What is required
For this exercise, print the records below verbatim.

Data to examine

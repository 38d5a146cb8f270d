//! linger: keep processes running and re-attach to them later.
//!
//! A thin client over `linger-server`: creates named sessions, lists them,
//! attaches (replay then live output), kills and removes them. The server is
//! started in the background on first use.

mod commands;
mod config;
mod daemon;
mod terminal;

use clap::{Parser, Subcommand};
use linger_client::LingerClient;
use linger_core::StatePaths;
use std::path::PathBuf;
use tracing::error;

use commands::attach::AttachArgs;
use commands::create::CreateArgs;

/// linger: persistent, re-attachable process sessions
#[derive(Parser)]
#[command(name = "linger", version, about = "Persistent, re-attachable process sessions")]
struct Cli {
    /// Server URL [default: from config, else http://127.0.0.1:7681]
    #[arg(long, global = true)]
    server: Option<String>,

    /// Session group
    #[arg(short, long, global = true)]
    group: Option<String>,

    /// Config file path [default: <state dir>/config.toml]
    #[arg(long, global = true)]
    config: Option<PathBuf>,

    /// Enable verbose output
    #[arg(short, long, global = true)]
    verbose: bool,

    #[command(subcommand)]
    command: Command,
}

#[derive(Subcommand)]
enum Command {
    /// Start a new named session
    Create {
        /// Session name
        name: String,

        /// Working directory [default: current directory]
        #[arg(long)]
        cwd: Option<PathBuf>,

        /// Spawn mode: pty or pipes
        #[arg(long, default_value = "pty")]
        mode: String,

        /// Command and arguments [default: $SHELL]
        #[arg(trailing_var_arg = true, allow_hyphen_values = true)]
        command: Vec<String>,
    },

    /// List sessions
    #[command(alias = "ls")]
    List {
        /// Print JSON instead of a table
        #[arg(long)]
        json: bool,
    },

    /// Replay a session's output and follow it
    Attach {
        /// Session name or id
        name: String,

        /// Replay only the last N lines
        #[arg(short = 'n', long)]
        lines: Option<usize>,

        /// Replay only lines containing this text
        #[arg(short, long)]
        search: Option<String>,

        /// Do not forward keystrokes
        #[arg(long)]
        read_only: bool,
    },

    /// Stop a session's process, keeping its history
    Kill {
        /// Session name or id
        name: String,
    },

    /// Stop (if needed) and forget a session
    Rm {
        /// Session name or id
        name: String,
    },
}

#[tokio::main]
async fn main() {
    let cli = Cli::parse();

    if cli.verbose {
        tracing_subscriber::fmt()
            .with_env_filter("linger=debug,linger_cli=debug,linger_client=debug,linger_core=debug")
            .with_target(true)
            .with_writer(std::io::stderr)
            .init();
    } else {
        tracing_subscriber::fmt()
            .with_env_filter("linger=warn,linger_cli=warn")
            .with_target(false)
            .with_writer(std::io::stderr)
            .init();
    }

    let paths = StatePaths::default_location();
    let config_path = cli.config.clone().unwrap_or_else(|| paths.config_file());
    let cfg = match config::Config::load(&config_path) {
        Ok(cfg) => cfg,
        Err(e) => {
            eprintln!("linger: {e:#}");
            std::process::exit(1);
        }
    };

    let ctx = commands::Context {
        client: LingerClient::new(cli.server.unwrap_or(cfg.client.url)),
        paths,
        group: cli.group.unwrap_or(cfg.client.group),
        auto_start: cfg.client.auto_start,
    };

    let result = match cli.command {
        Command::Create {
            name,
            cwd,
            mode,
            command,
        } => {
            commands::create::run(
                &ctx,
                CreateArgs {
                    name: &name,
                    command,
                    cwd: cwd.as_deref(),
                    mode: &mode,
                },
            )
            .await
            .map(|()| 0)
        }
        Command::List { json } => commands::list::run(&ctx, json).await.map(|()| 0),
        Command::Attach {
            name,
            lines,
            search,
            read_only,
        } => {
            commands::attach::run(
                &ctx,
                AttachArgs {
                    name: &name,
                    lines,
                    search,
                    read_only,
                },
            )
            .await
            .map(commands::attach::exit_status)
        }
        Command::Kill { name } => commands::kill::run_kill(&ctx, &name).await.map(|()| 0),
        Command::Rm { name } => commands::kill::run_remove(&ctx, &name).await.map(|()| 0),
    };

    match result {
        Ok(0) => {}
        Ok(status) => std::process::exit(status),
        Err(e) => {
            error!("{:#}", e);
            eprintln!("linger: {e:#}");
            std::process::exit(1);
        }
    }
}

The completed task
repository 38d5a146cb8f270d
//! linger: keep processes running and re-attach to them later.
//!
//! A thin client over `linger-server`: creates named sessions, lists them,
//! attaches (replay then live output), kills and removes them. The server is
//! started in the background on first use.

mod commands;
mod config;
mod daemon;
mod terminal;

use clap::{Parser, Subcommand};
use linger_client::LingerClient;
use linger_core::StatePaths;
use std::path::PathBuf;
use tracing::error;

use commands::attach::AttachArgs;
use commands::create::CreateArgs;

/// linger: persistent, re-attachable process sessions
#[derive(Parser)]
#[command(name = "linger", version, about = "Persistent, re-attachable process sessions")]
struct Cli {
    /// Server URL [default: from config, else http://127.0.0.1:7681]
    #[arg(long, global = true)]
    server: Option<String>,

    /// Session group
    #[arg(short, long, global = true)]
    group: Option<String>,

    /// Config file path [default: <state dir>/config.toml]
    #[arg(long, global = true)]
    config: Option<PathBuf>,

    /// Enable verbose output
    #[arg(short, long, global = true)]
    verbose: bool,

    #[command(subcommand)]
    command: Command,
}

#[derive(Subcommand)]
enum Command {
    /// Start a new named session
    Create {
        /// Session name
        name: String,

        /// Working directory [default: current directory]
        #[arg(long)]
        cwd: Option<PathBuf>,

        /// Spawn mode: pty or pipes
        #[arg(long, default_value = "pty")]
        mode: String,

        /// Command and arguments [default: $SHELL]
        #[arg(trailing_var_arg = true, allow_hyphen_values = true)]
        command: Vec<String>,
    },

    /// List sessions
    #[command(alias = "ls")]
    List {
        /// Print JSON instead of a table
        #[arg(long)]
        json: bool,
    },

    /// Replay a session's output and follow it
    Attach {
        /// Session name or id
        name: String,

        /// Replay only the last N lines
        #[arg(short = 'n', long)]
        lines: Option<usize>,

        /// Replay only lines containing this text
        #[arg(short, long)]
        search: Option<String>,

        /// Do not forward keystrokes
        #[arg(long)]
        read_only: bool,
    },

    /// Stop a session's process, keeping its history
    Kill {
        /// Session name or id
        name: String,
    },

    /// Stop (if needed) and forget a session
    Rm {
        /// Session name or id
        name: String,
    },
}

#[tokio::main]
async fn main() {
    let cli = Cli::parse();

    if cli.verbose {
        tracing_subscriber::fmt()
            .with_env_filter("linger=debug,linger_cli=debug,linger_client=debug,linger_core=debug")
            .with_target(true)
            .with_writer(std::io::stderr)
            .init();
    } else {
        tracing_subscriber::fmt()
            .with_env_filter("linger=warn,linger_cli=warn")
            .with_target(false)
            .with_writer(std::io::stderr)
            .init();
    }

    let paths = StatePaths::default_location();
    let config_path = cli.config.clone().unwrap_or_else(|| paths.config_file());
    let cfg = match config::Config::load(&config_path) {
        Ok(cfg) => cfg,
        Err(e) => {
            eprintln!("linger: {e:#}");
            std::process::exit(1);
        }
    };

    let ctx = commands::Context {
        client: LingerClient::new(cli.server.unwrap_or(cfg.client.url)),
        paths,
        group: cli.group.unwrap_or(cfg.client.group),
        auto_start: cfg.client.auto_start,
    };

    let result = match cli.command {
        Command::Create {
            name,
            cwd,
            mode,
            command,
        } => {
            commands::create::run(
                &ctx,
                CreateArgs {
                    name: &name,
                    command,
                    cwd: cwd.as_deref(),
                    mode: &mode,
                },
            )
            .await
            .map(|()| 0)
        }
        Command::List { json } => commands::list::run(&ctx, json).await.map(|()| 0),
        Command::Attach {
            name,
            lines,
            search,
            read_only,
        } => {
            commands::attach::run(
                &ctx,
                AttachArgs {
                    name: &name,
                    lines,
                    search,
                    read_only,
                },
            )
            .await
            .map(commands::attach::exit_status)
        }
        Command::Kill { name } => commands::kill::run_kill(&ctx, &name).await.map(|()| 0),
        Command::Rm { name } => commands::kill::run_remove(&ctx, &name).await.map(|()| 0),
    };

    match result {
        Ok(0) => {}
        Ok(status) => std::process::exit(status),
        Err(e) => {
            error!("{:#}", e);
            eprintln!("linger: {e:#}");
            std::process::exit(1);
        }
    }
}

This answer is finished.